I think it's fair to examine this behavior without the very-much mediating
features such as ARC, since ideally we want ARC boosting performance well
above the block storage media, not just earning back lost performance from
copy-on-write.

I think the key take-away is if you have spinning rust and expect to
sequentially read from disk a large database table by primary key, to the
extent old records have been updated they will be fragmented, cause unexpected
seeks killing your read throughput, and there's no way to defrag it without
taking the database offline.

It sounds like a serious factor to consider _depending_ on the particular
workload your database expects.

------
atoponce
I have been running ZFS on Linux in production on many storage servers for
almost 3 years now. I'd like to address several points from the forum post:

 _If you want ZFS you need lots of expensive ECC RAM. The fact that somebody
is running ZFS in her /his laptop on 2GB of RAM will be of no importance to
you when that 16TB storage pool fails during the ZFS scrub or de-duplication
because you have insufficient RAM or the RAM is of low quality._

First, I doubt many have 16TB of disk with 2GB of RAM in their _laptop_.
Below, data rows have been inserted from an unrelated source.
//! Unified error handling with Sentry integration.
//!
//! Provides a unified `AppError` type that captures errors to Sentry before
//! responding to the client. All route handlers should return `Result<T, AppError>`.
//! Responses are JSON: `{"error": "<message>"}`.

use axum::{
    Json,
    http::StatusCode,
    response::{IntoResponse, Response},
};
use ironhouse_core::booking::BookingError;
use ironhouse_core::cart::CartError;
use serde_json::json;
use thiserror::Error;

use crate::backend::BackendError;
use crate::services::auth::AuthError;
use crate::services::booking::BookingServiceError;
use crate::services::cart::CartServiceError;
use crate::services::checkout::CheckoutError;

/// Application-level error type for the storefront.
#[derive(Debug, Error)]
pub enum AppError {
    /// Gym backend call failed.
    #[error("Backend error: {0}")]
    Backend(#[from] BackendError),

    /// Checkout failed.
    #[error("Checkout error: {0}")]
    Checkout(#[from] CheckoutError),

    /// Cart operation failed.
    #[error("Cart error: {0}")]
    Cart(#[from] CartServiceError),

    /// Authentication operation failed.
    #[error("Auth error: {0}")]
    Auth(#[from] AuthError),

    /// Booking operation failed.
    #[error("Booking error: {0}")]
    Booking(#[from] BookingServiceError),

    /// Session store failed.
    #[error("Session error: {0}")]
    Session(#[from] tower_sessions::session::Error),

    /// Resource not found.
    #[error("Not found: {0}")]
    NotFound(String),

    /// User is not authenticated.
    #[error("Unauthorized: {0}")]
    Unauthorized(String),

    /// User is authenticated but lacks the role.
    #[error("Forbidden: {0}")]
    Forbidden(String),

    /// Bad request from client.
    #[error("Bad request: {0}")]
    BadRequest(String),

    /// Rate limited.
    #[error("Rate limited")]
    RateLimited,

    /// Internal server error.
    #[error("Internal error: {0}")]
    Internal(String),
}

const INTERNAL_MESSAGE: &str = "Internal server error";
const UPSTREAM_MESSAGE: &str = "External service error";

impl AppError {
    /// Status code and client-safe message.
    fn status_and_message(&self) -> (StatusCode, String) {
        match self {
            Self::Backend(err) => backend_response(err),
            Self::Checkout(err) => checkout_response(err),
            Self::Cart(err) => match err {
                CartServiceError::Cart(e) => cart_response(e),
                CartServiceError::Unavailable(_) => (StatusCode::CONFLICT, err.to_string()),
                CartServiceError::Backend(e) => backend_response(e),
                CartServiceError::Session(_) => internal(),
            },
            Self::Auth(err) => match err {
                AuthError::InvalidCredentials => {
                    (StatusCode::UNAUTHORIZED, "Invalid credentials".to_string())
                }
                AuthError::UserAlreadyExists => (
                    StatusCode::CONFLICT,
                    "An account with this email already exists".to_string(),
                ),
                AuthError::WeakPassword(msg) => (StatusCode::BAD_REQUEST, msg.clone()),
                AuthError::InvalidEmail(_) => {
                    (StatusCode::BAD_REQUEST, "Invalid email address".to_string())
                }
                AuthError::InvalidOtp(_) | AuthError::CodeRejected(_) => (
                    StatusCode::BAD_REQUEST,
                    "Invalid or expired code".to_string(),
                ),
                AuthError::InvalidName | AuthError::InvalidPhone => {
                    (StatusCode::BAD_REQUEST, err.to_string())
                }
                AuthError::Backend(e) => backend_response(e),
            },
            Self::Booking(err) => match err {
                BookingServiceError::Slot(BookingError::Overlaps { .. }) => (
                    StatusCode::CONFLICT,
                    "You already have a session at that time".to_string(),
                ),
                BookingServiceError::Slot(_) | BookingServiceError::NotesTooLong => {
                    (StatusCode::BAD_REQUEST, err.to_string())
                }
                BookingServiceError::TrainerNotFound(_) | BookingServiceError::NotFound(_) => {
                    (StatusCode::NOT_FOUND, err.to_string())
                }
                BookingServiceError::NotCancellable => (StatusCode::CONFLICT, err.to_string()),
                BookingServiceError::Backend(e) => backend_response(e),
            },
            Self::Session(_) | Self::Internal(_) => internal(),
            Self::NotFound(_) => (StatusCode::NOT_FOUND, self.to_string()),
            Self::Unauthorized(_) => (StatusCode::UNAUTHORIZED, self.to_string()),
            Self::Forbidden(_) => (StatusCode::FORBIDDEN, self.to_string()),
            Self::BadRequest(_) => (StatusCode::BAD_REQUEST, self.to_string()),
            Self::RateLimited => (StatusCode::TOO_MANY_REQUESTS, self.to_string()),
        }
    }
}

fn internal() -> (StatusCode, String) {
    (StatusCode::INTERNAL_SERVER_ERROR, INTERNAL_MESSAGE.to_string())
}

fn backend_response(err: &BackendError) -> (StatusCode, String) {
    let status = match err {
        BackendError::NotFound(_) => StatusCode::NOT_FOUND,
        BackendError::Unauthorized(_) => StatusCode::UNAUTHORIZED,
        BackendError::Conflict(_) => StatusCode::CONFLICT,
        BackendError::Rejected(_) => StatusCode::BAD_REQUEST,
        BackendError::RateLimited(_) => StatusCode::TOO_MANY_REQUESTS,
        BackendError::Http(_)
        | BackendError::Url
        | BackendError::Status { .. }
        | BackendError::Parse(_) => StatusCode::BAD_GATEWAY,
    };
    let message = match err {
        BackendError::RateLimited(_) => "Too many requests, please try again shortly".to_string(),
        _ => err
            .user_message()
            .map_or_else(|| UPSTREAM_MESSAGE.to_string(), str::to_string),
    };
    (status, message)
}

fn cart_response(err: &CartError) -> (StatusCode, String) {
    match err {
        CartError::LineNotFound(_) => (StatusCode::NOT_FOUND, err.to_string()),
        CartError::Price(_) => internal(),
        CartError::ZeroQuantity | CartError::ExceedsStock { .. } | CartError::ExceedsLimit { .. } => {
            (StatusCode::BAD_REQUEST, err.to_string())
        }
    }
}

fn checkout_response(err: &CheckoutError) -> (StatusCode, String) {
    match err {
        CheckoutError::EmptyCart
        | CheckoutError::NothingToCharge
        | CheckoutError::OrderMismatch
        | CheckoutError::Discount(_)
        | CheckoutError::Membership(_) => (StatusCode::BAD_REQUEST, err.to_string()),
        CheckoutError::OutOfStock { .. }
        | CheckoutError::Unavailable { .. }
        | CheckoutError::PlanUnavailable(_)
        | CheckoutError::LockFailed { .. }
        | CheckoutError::NoPendingCheckout
        | CheckoutError::SubscriptionPending => (StatusCode::CONFLICT, err.to_string()),
        CheckoutError::CheckoutExpired => (StatusCode::GONE, err.to_string()),
        CheckoutError::PaymentRejected(_) => (StatusCode::PAYMENT_REQUIRED, err.to_string()),
        CheckoutError::Cart(e) => cart_response(e),
        CheckoutError::Price(_) => internal(),
        CheckoutError::AmountMismatch { .. } => {
            (StatusCode::BAD_GATEWAY, UPSTREAM_MESSAGE.to_string())
        }
        CheckoutError::Backend(e) => backend_response(e),
    }
}

impl IntoResponse for AppError {
    fn into_response(self) -> Response {
        let (status, message) = self.status_and_message();

        // Capture server errors to Sentry
        if status.is_server_error() {
            let event_id = sentry::capture_error(&self);
            tracing::error!(
                error = %self,
                sentry_event_id = %event_id,
                "Request error"
            );
        } else {
            tracing::debug!(error = %self, status = status.as_u16(), "Request rejected");
        }

        (status, Json(json!({ "error": message }))).into_response()
    }
}

/// Result type alias for `AppError`.
pub type Result<T> = std::result::Result<T, AppError>;

/// Set the Sentry user context from a user ID.
///
/// Call this after successful authentication to associate errors with users.
pub fn set_sentry_user(user_id: &impl ToString, email: Option<&str>) {
    sentry::configure_scope(|scope| {
        scope.set_user(Some(sentry::User {
            id: Some(user_id.to_string()),
            email: email.map(String::from),
            ..Default::default()
        }));
    });
}

/// Clear the Sentry user context.
pub fn clear_sentry_user() {
    sentry::configure_scope(|scope| {
        scope.set_user(None);
    });
}

/// Add a breadcrumb for a member action.
///
/// # Example
///
/// ```rust,ignore
/// add_breadcrumb("cart", "Added item", Some(&[("product_id", "123")]));
/// ```
pub fn add_breadcrumb(category: &str, message: &str, data: Option<&[(&str, &str)]>) {
    let mut breadcrumb = sentry::Breadcrumb {
        category: Some(category.to_string()),
        message: Some(message.to_string()),
        level: sentry::Level::Info,
        ..Default::default()
    };

    if let Some(pairs) = data {
        for (key, value) in pairs {
            breadcrumb.data.insert(
                (*key).to_string(),
                serde_json::Value::String((*value).to_string()),
            );
        }
    }

    sentry::add_breadcrumb(breadcrumb);
}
Second, while it's true that ZFS will use all the RAM it can, this is a good
thing, not a bad thing. The more you can cache in fast RAM, the less you can
rely on slow disk. I've never understood why people think this is a bad thing.
The ZFS ARC is also highly configurable, and the system administrator can
limit its capacity in RAM, by setting hard limits.
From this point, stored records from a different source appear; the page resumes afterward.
async fn all_users(State(data): State<Shared>, headers: HeaderMap) -> Response {
    let data = lock(&data);
    match require_admin(&headers, &data) {
        Ok(()) => Json(data.users.clone()).into_response(),
        Err(rejection) => rejection,
    }
}

async fn no_resources() -> Json<Vec<Value>> {
    Json(Vec::new())
}

// =============================================================================
// Memberships
// =============================================================================

async fn all_plans(State(data): State<Shared>) -> Json<Vec<MembershipPlan>> {
    Json(lock(&data).plans.clone())
}

async fn plan_by_id(State(data): State<Shared>, Path(id): Path<String>) -> Response {
    match lock(&data).plans.iter().find(|p| p.id.as_str() == id) {
        Some(plan) => Json(plan.clone()).into_response(),
        None => error(StatusCode::NOT_FOUND, "Plan not found"),
    }
}

async fn user_memberships(
    State(data): State<Shared>,
    headers: HeaderMap,
    Path(user_id): Path<String>,
) -> Response {
    let data = lock(&data);
    if let Err(rejection) = require_owner(&headers, &data, &user_id) {
        return rejection;
    }
    if data.fail_membership_reads {
        return error(StatusCode::SERVICE_UNAVAILABLE, "Membership service down");
    }
    let memberships: Vec<Membership> = data
        .memberships
        .iter()
        .filter(|m| m.user_id.as_str() == user_id)
        .cloned()
        .collect();
    Json(memberships).into_response()
}

async fn subscribe(
    State(data): State<Shared>,
    headers: HeaderMap,
    Json(body): Json<Value>,
) -> Response {
    let mut data = lock(&data);
    data.subscribe_calls += 1;
    let user_id = str_field(&body, "userId").to_string();
    if let Err(rejection) = require_owner(&headers, &data, &user_id) {
        return rejection;
    }
    if data.failing_subscriptions > 0 {
        data.failing_subscriptions -= 1;
        return error(StatusCode::SERVICE_UNAVAILABLE, "Membership service down");
    }
    let plan_id = str_field(&body, "planId");
    let Some(plan) = data.plans.iter().find(|p| p.id.as_str() == plan_id).cloned() else {
        return error(StatusCode::NOT_FOUND, "Plan not found");
    };
    let (Some(starts_at), Some(ends_at)) = (time_field(&body, "startsAt"), time_field(&body, "endsAt"))
    else {
        return error(StatusCode::BAD_REQUEST, "startsAt and endsAt are required");
    };

    let membership = Membership {
        id: format!("m-{}", data.memberships.len() + 1),
        user_id: UserId::new(user_id),
        plan_id: plan.id,
        plan_name: Some(plan.name),
        starts_at,
        ends_at,
        payment_id: Some(str_field(&body, "paymentId").to_string()),
    };
    data.memberships.push(membership.clone());
    (StatusCode::CREATED, Json(membership)).into_response()
}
However, the requirement of "you needs lots of RAM" is bogus. You only need
"lots of RAM" when you enable deduplication, as the deduplicated blocks are
stored in a table (the DDT), which is stored in the ZFS ARC, which is indeed
stored in RAM. If you do not have enough RAM to store the DDT safely (a good
rule of thumb is "5GB RAM for every 1TB of disk"), then the DDT will spill to
platter, and degrade overall pool performance. However, if you have a fast SSD
as an L2ARC, say a PCI express SSD, then the performance impact on DDT lookups
are minimized.

If you do not enable deduplication, then you do not need "lots of RAM". I am
running ZFS on my 12GB workstation for /home/ without any problems, and
initially it was installed with only 6GB. The upgrade was at the request of
our CTO, who wanted to upgrade all the admin workstations, even if we didn't
need it. Of course, I'll take advantage of it, and adjust my ARC limits, but I
didn't need it.

Lastly, ZFS doesn't require ECC RAM any more than HAMMER or ext4. ECC is
certainly a welcomed advantage, as ZFS _blindly_ trusts what comes out of RAM
to be correct. But making the argument for ECC should be applied to any
situation where data integrity must be exact, 100% predictable, and redundant.
ZFS isn't any more special here than any other filesystem, as far as RAM is
concerned. In reality, every system should have ECC RAM; even laptops.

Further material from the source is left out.